**PROBLEM DESCRIPTION**
Reproduce the data exactly.
[PROVIDED INFORMATION Boundary: Start]
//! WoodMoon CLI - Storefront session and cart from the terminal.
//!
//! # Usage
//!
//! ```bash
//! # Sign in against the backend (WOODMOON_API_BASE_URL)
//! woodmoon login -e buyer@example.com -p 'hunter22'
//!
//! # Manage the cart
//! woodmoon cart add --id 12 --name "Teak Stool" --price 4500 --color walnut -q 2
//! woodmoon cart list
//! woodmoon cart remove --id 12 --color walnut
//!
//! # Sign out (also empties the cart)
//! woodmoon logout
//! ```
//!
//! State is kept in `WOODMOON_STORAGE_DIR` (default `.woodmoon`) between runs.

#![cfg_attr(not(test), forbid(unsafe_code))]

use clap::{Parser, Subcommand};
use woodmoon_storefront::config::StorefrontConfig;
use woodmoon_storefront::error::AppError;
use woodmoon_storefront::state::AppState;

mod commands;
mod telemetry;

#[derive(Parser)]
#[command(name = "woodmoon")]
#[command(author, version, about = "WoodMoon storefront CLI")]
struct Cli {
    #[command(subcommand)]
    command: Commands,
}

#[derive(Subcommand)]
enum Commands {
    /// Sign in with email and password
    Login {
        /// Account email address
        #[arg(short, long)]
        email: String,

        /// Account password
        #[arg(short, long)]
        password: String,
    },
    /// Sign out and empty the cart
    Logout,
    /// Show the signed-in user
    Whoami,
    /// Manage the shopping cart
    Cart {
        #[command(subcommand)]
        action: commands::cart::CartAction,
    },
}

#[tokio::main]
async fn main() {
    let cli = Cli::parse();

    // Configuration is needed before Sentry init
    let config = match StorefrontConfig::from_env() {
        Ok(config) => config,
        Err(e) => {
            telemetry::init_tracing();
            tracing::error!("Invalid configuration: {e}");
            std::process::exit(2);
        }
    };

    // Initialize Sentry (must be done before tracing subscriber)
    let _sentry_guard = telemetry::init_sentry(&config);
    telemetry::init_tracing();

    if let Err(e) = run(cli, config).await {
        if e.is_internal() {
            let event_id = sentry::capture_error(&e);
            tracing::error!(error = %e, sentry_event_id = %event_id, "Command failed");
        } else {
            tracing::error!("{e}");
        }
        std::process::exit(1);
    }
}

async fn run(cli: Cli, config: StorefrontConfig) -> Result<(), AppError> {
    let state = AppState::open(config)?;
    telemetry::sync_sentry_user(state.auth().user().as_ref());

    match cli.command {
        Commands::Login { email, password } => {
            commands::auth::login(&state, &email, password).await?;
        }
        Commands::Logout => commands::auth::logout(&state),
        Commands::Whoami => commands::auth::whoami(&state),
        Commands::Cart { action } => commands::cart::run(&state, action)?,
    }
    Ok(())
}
[PROVIDED INFORMATION Boundary: End]
**SOLVED EXERCISE**
//! WoodMoon CLI - Storefront session and cart from the terminal.
//!
//! # Usage
//!
//! ```bash
//! # Sign in against the backend (WOODMOON_API_BASE_URL)
//! woodmoon login -e buyer@example.com -p 'hunter22'
//!
//! # Manage the cart
//! woodmoon cart add --id 12 --name "Teak Stool" --price 4500 --color walnut -q 2
//! woodmoon cart list
//! woodmoon cart remove --id 12 --color walnut
//!
//! # Sign out (also empties the cart)
//! woodmoon logout
//! ```
//!
//! State is kept in `WOODMOON_STORAGE_DIR` (default `.woodmoon`) between runs.

#![cfg_attr(not(test), forbid(unsafe_code))]

use clap::{Parser, Subcommand};
use woodmoon_storefront::config::StorefrontConfig;
use woodmoon_storefront::error::AppError;
use woodmoon_storefront::state::AppState;

mod commands;
mod telemetry;

#[derive(Parser)]
#[command(name = "woodmoon")]
#[command(author, version, about = "WoodMoon storefront CLI")]
struct Cli {
    #[command(subcommand)]
    command: Commands,
}

#[derive(Subcommand)]
enum Commands {
    /// Sign in with email and password
    Login {
        /// Account email address
        #[arg(short, long)]
        email: String,

        /// Account password
        #[arg(short, long)]
        password: String,
    },
    /// Sign out and empty the cart
    Logout,
    /// Show the signed-in user
    Whoami,
    /// Manage the shopping cart
    Cart {
        #[command(subcommand)]
        action: commands::cart::CartAction,
    },
}

#[tokio::main]
async fn main() {
    let cli = Cli::parse();

    // Configuration is needed before Sentry init
    let config = match StorefrontConfig::from_env() {
        Ok(config) => config,
        Err(e) => {
            telemetry::init_tracing();
            tracing::error!("Invalid configuration: {e}");
            std::process::exit(2);
        }
    };

    // Initialize Sentry (must be done before tracing subscriber)
    let _sentry_guard = telemetry::init_sentry(&config);
    telemetry::init_tracing();

    if let Err(e) = run(cli, config).await {
        if e.is_internal() {
            let event_id = sentry::capture_error(&e);
            tracing::error!(error = %e, sentry_event_id = %event_id, "Command failed");
        } else {
            tracing::error!("{e}");
        }
        std::process::exit(1);
    }
}

async fn run(cli: Cli, config: StorefrontConfig) -> Result<(), AppError> {
    let state = AppState::open(config)?;
    telemetry::sync_sentry_user(state.auth().user().as_ref());

    match cli.command {
        Commands::Login { email, password } => {
            commands::auth::login(&state, &email, password).await?;
        }
        Commands::Logout => commands::auth::logout(&state),
        Commands::Whoami => commands::auth::whoami(&state),
        Commands::Cart { action } => commands::cart::run(&state, action)?,
    }
    Ok(())
}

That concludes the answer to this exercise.